Below are records; report how many of their lines contain the word "seeds", giving only the number.

##### Record set

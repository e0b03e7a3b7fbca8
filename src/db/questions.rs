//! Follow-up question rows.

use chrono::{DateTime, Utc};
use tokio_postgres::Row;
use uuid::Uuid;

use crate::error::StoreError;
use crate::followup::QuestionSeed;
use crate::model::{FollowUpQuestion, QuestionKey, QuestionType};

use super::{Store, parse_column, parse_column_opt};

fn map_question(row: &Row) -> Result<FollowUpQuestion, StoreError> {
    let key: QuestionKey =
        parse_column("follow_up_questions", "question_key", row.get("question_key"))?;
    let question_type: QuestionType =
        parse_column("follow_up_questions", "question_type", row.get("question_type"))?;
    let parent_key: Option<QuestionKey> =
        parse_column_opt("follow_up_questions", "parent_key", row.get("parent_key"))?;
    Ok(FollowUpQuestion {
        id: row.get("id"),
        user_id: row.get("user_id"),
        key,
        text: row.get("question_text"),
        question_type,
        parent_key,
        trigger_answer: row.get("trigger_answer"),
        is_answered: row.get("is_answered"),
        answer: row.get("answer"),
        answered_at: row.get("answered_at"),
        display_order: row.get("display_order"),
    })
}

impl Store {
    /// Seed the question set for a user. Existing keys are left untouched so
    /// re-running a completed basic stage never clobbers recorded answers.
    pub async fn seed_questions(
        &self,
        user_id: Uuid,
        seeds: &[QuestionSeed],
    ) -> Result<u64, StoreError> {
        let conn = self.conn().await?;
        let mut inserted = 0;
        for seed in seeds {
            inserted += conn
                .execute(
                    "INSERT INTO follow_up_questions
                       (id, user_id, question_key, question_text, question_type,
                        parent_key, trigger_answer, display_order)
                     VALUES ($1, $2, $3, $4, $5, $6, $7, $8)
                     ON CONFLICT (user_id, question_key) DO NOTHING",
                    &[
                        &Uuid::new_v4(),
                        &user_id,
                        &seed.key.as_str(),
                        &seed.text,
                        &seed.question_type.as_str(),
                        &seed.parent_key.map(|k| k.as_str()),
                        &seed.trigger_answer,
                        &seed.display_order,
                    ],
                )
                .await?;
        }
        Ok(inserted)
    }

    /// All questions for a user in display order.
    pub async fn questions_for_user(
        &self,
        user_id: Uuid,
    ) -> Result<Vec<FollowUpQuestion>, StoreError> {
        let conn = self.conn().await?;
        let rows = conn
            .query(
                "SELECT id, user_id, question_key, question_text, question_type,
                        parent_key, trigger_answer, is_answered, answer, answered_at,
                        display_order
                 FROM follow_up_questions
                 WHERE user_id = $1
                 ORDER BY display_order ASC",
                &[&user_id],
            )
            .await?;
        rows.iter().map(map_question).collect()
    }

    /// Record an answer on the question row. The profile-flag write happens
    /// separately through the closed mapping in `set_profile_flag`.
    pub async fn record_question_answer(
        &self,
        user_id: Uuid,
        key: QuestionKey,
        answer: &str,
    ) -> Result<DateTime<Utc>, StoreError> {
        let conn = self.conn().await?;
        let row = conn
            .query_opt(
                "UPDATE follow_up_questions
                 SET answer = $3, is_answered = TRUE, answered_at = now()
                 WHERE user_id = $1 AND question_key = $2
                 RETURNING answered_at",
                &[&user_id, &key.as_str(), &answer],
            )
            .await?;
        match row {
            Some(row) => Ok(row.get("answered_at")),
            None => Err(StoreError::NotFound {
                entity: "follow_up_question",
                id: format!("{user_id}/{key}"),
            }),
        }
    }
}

##########
##### Record set

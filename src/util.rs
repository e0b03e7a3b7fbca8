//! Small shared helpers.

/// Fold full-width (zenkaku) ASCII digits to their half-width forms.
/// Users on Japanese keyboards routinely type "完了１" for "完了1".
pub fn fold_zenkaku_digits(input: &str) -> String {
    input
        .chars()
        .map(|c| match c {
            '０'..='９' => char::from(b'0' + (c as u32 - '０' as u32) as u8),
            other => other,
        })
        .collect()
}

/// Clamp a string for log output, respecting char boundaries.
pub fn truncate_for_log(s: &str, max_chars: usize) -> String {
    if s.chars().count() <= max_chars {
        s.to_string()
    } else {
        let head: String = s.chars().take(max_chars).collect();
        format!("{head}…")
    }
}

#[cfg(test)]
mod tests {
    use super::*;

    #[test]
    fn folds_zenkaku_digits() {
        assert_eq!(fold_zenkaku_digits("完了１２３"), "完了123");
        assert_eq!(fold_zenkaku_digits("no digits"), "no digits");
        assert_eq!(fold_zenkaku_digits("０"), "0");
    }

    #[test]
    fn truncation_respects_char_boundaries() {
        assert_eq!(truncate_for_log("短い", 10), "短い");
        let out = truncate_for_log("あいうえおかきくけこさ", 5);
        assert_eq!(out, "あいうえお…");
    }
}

##########

◆ **Response to the exercise**
2